The animated film, The Snowman, was first shown on Channel 4 on Christmas Eve 1982 and acclaimed as a masterpiece. The film, based on Raymond Briggs' picture book, has been shown on television every Christmas since; the video and CD are perennial best-sellers; the concert work for narrator and orchestra has become a Christmas classic, performed world-wide, and there is now, in addition, both a full length stage show and a ballet. Also popular in concerts for the young have been The Snowman's successors, Granpa (1986) (with Peter Ustinov and Sarah Brightman)and The Bear (1998) (introducing Charlotte Church) and a ‘Nursery Rhyme Overture’ (for orchestra, also used as a guessing-game.
The Clarinet Concerto was a commission from Thea King in 1984. 'The composer exploits the clarinet's capacity for quietness and sustained lyricism in the slow movement, while the two outer movements are dominated by ebullient cross-rhythms.' The concerto was premiered and recorded on Hyperion by Thea King and The English Chamber Orchestra in 1985.
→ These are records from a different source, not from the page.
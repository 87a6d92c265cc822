// This Source Code Form is subject to the terms of the Mozilla Public
// License, v. 2.0. If a copy of the MPL was not distributed with this
// file, You can obtain one at https://mozilla.org/MPL/2.0/.

/// Geometric tolerances
#[derive(Clone, Copy, Debug, PartialEq)]
pub struct GeometryOptions {
    /// Coordinate tolerance in cm
    pub epsilon: f64,
    /// Minimum angle in degrees between a camera up vector and its direction
    pub parallel_tolerance_deg: f64,
    /// Wall endpoints closer than this (but not coincident) are reported as gaps, in cm
    pub endpoint_snap: f64,
}

impl Default for GeometryOptions {
    fn default() -> Self {
        Self {
            epsilon: 1e-6,
            parallel_tolerance_deg: 1e-3,
            endpoint_snap: 1.0,
        }
    }
}

impl GeometryOptions {
    /// Tight tolerances, wider gap detection
    pub fn strict() -> Self {
        Self {
            epsilon: 1e-9,
            parallel_tolerance_deg: 1e-2,
            endpoint_snap: 5.0,
        }
    }

    /// Loose tolerances for hand-edited documents, no gap detection
    pub fn lenient() -> Self {
        Self {
            epsilon: 1e-3,
            parallel_tolerance_deg: 1e-3,
            endpoint_snap: 0.0,
        }
    }
}
//! Errors surfaced by image handles and the library lifecycle.

use crate::imaging::BackendError;
use thiserror::Error;

#[derive(Error, Debug)]
pub enum Error {
    /// An argument was outside its contract. Nothing was mutated.
    #[error("invalid argument: {0}")]
    Validation(String),
    /// The decoder hit its allocation limit while creating a handle.
    #[error("resource exhausted: {0}")]
    Resource(String),
    /// The backend failed to decode, resize or encode.
    #[error("{0}")]
    Library(String),
    #[error("library unavailable: {0}")]
    Init(String),
    #[error("image handle is closed")]
    Closed,
}

impl From<BackendError> for Error {
    fn from(err: BackendError) -> Self {
        match err {
            BackendError::LimitExceeded(msg) => Error::Resource(msg),
            other => Error::Library(other.to_string()),
        }
    }
}

pub type Result<T, E = Error> = std::result::Result<T, E>;
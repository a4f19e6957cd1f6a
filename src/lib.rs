//! # image-handle
//!
//! Load an image, say how big it should be and how hard to compress it, and
//! write it back out as a web-ready JPEG or PNG.
//!
//! ```no_run
//! use image_handle::{AfterSave, Image, lifecycle};
//!
//! # fn main() -> image_handle::Result<()> {
//! lifecycle::init()?;
//! let mut image = Image::new_from_file("photo.tif")?;
//! image.resize(800, 0)?.quality(90)?;
//! image.jpeg_save("photo-800.jpg", AfterSave::Close)?;
//! # Ok(())
//! # }
//! ```
//!
//! # Architecture: Record Now, Apply at Save
//!
//! An [`Image`] handle holds one decoded resource and two pieces of deferred
//! configuration. `resize` and `quality` only validate and record; pixels are
//! touched when a save runs:
//!
//! ```text
//! 1. Apply     pending scale  →  new resource   (old one released)
//! 2. Encode    resource       →  file           (fixed web profile)
//! 3. Release   optional       →  handle closed  (AfterSave::Close)
//! ```
//!
//! Keeping mutation and encoding apart means a chain of calls costs one
//! resample at most, and tests can exercise the whole pipeline against a
//! recording backend without encoding a single pixel.
//!
//! # Module Map
//!
//! | Module | Role |
//! |--------|------|
//! | [`handle`] | The [`Image`] handle: intent recording, save pipeline, release |
//! | [`lifecycle`] | Process-wide `init` / `shutdown` gate |
//! | [`imaging`] | Backend trait, pure-Rust backend, dimension math, encoders |
//! | [`convert`] | One-file and batch conversions used by the CLI |
//! | [`config`] | `image-handle.toml` loading, validation and merging |
//! | [`output`] | CLI output formatting |
//! | [`error`] | The [`Error`] every handle operation returns |
//!
//! # Design Decisions
//!
//! ## Uniform, Cover-Fit Scaling
//!
//! Resizes never distort. A single requested dimension is matched exactly and
//! the other follows the aspect ratio. With both given, the larger of the two
//! ratios wins, so the result covers the requested box.
//!
//! ## Fixed Encode Profile
//!
//! Every JPEG is progressive with optimized Huffman tables; every PNG is Adam7
//! interlaced. Neither carries EXIF, XMP, IPTC or an ICC profile. PNG is
//! lossless and ignores the handle's quality.
//!
//! ## One Release per Resource
//!
//! The resource lives in an `Option` and every release path takes it out, so
//! `close`, [`AfterSave::Close`] and `Drop` can overlap freely without a
//! double free. A closed handle answers [`Error::Closed`] to anything that
//! needs pixels.

pub mod config;
pub mod convert;
pub mod error;
pub mod handle;
pub mod imaging;
pub mod lifecycle;
pub mod output;

pub use error::{Error, Result};
pub use handle::{AfterSave, Image};

#[cfg(test)]
pub(crate) mod test_helpers;
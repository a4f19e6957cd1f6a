//! Image processing, statically linked into the binary.
//!
//! | Operation | Crate / function |
//! |---|---|
//! | **Decode** | `image::ImageReader` with allocation limits |
//! | **Resize** | `resize_exact` with a configurable filter |
//! | **Encode JPEG** | `mozjpeg`, progressive, no metadata |
//! | **Encode PNG** | `lodepng`, Adam7 interlaced |
//!
//! The module is split into:
//! - **Calculations**: Pure functions for dimension math (unit testable)
//! - **Parameters**: Data structures describing image operations
//! - **Resolution**: Density read from JFIF / pHYs headers
//! - **Encode**: JPEG and PNG encoder calls
//! - **Backend**: [`ImageBackend`] trait + [`RustBackend`]

pub mod backend;
mod calculations;
pub(crate) mod encode;
mod params;
mod resolution;
pub mod rust_backend;

pub use backend::{BackendError, Dimensions, ImageBackend};
pub use calculations::{calculate_scale, calculate_scaled_dimensions};
pub use params::{JpegOptions, PngOptions, Quality, ResizeFilter, Scale};
pub use resolution::{Resolution, parse_resolution, read_resolution};
pub use rust_backend::{DecodedImage, RustBackend, supported_input_extensions};
//! Process-wide library lifecycle.
//!
//! ```text
//! Uninitialized ──init──▶ Live ──shutdown──▶ ShutDown
//!                          ▲ │
//!                          └─┘ init (no-op)
//! ```
//!
//! Handles can only be created, and saves only run, while the library is
//! live. Shutdown is one-way: a later [`init`] is rejected.

use crate::error::{Error, Result};
use std::sync::atomic::{AtomicU8, Ordering};
use tracing::debug;

const UNINITIALIZED: u8 = 0;
const LIVE: u8 = 1;
const SHUT_DOWN: u8 = 2;

static STATE: AtomicU8 = AtomicU8::new(UNINITIALIZED);

/// Bring the library up. Calling it again while live is a no-op.
pub fn init() -> Result<()> {
    match STATE.compare_exchange(UNINITIALIZED, LIVE, Ordering::AcqRel, Ordering::Acquire) {
        Ok(_) => {
            debug!("image library initialized");
            Ok(())
        }
        Err(LIVE) => Ok(()),
        Err(_) => Err(Error::Init("library has been shut down".into())),
    }
}

/// Tear the library down for the rest of the process.
///
/// Handles still alive keep their resources and release them normally, but
/// no new handle can be created and no save will run.
pub fn shutdown() {
    if STATE.swap(SHUT_DOWN, Ordering::AcqRel) != SHUT_DOWN {
        debug!("image library shut down");
    }
}

pub fn is_live() -> bool {
    STATE.load(Ordering::Acquire) == LIVE
}

pub(crate) fn ensure_live() -> Result<()> {
    match STATE.load(Ordering::Acquire) {
        LIVE => Ok(()),
        UNINITIALIZED => Err(Error::Init("library not initialized".into())),
        _ => Err(Error::Init("library has been shut down".into())),
    }
}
The Piano Concerto was commissioned in 1990 by the Philharmonia Orchestra to celebrate the 30th birthday of its patron Diana, then HRH The Princess of Wales, and the premiere given in her presence at the Royal Festival Hall with the composer as soloist. Edward Greenfield welcomed it in The Guardian as a 'concerto which should be agreeable in any programme…elegant, with enough salt in the orchestral mixture to give it flavour. It is good to find a composer looking to the Ravel concerto as a model…' A CD of it was released in 1991, again by CBS/Sony.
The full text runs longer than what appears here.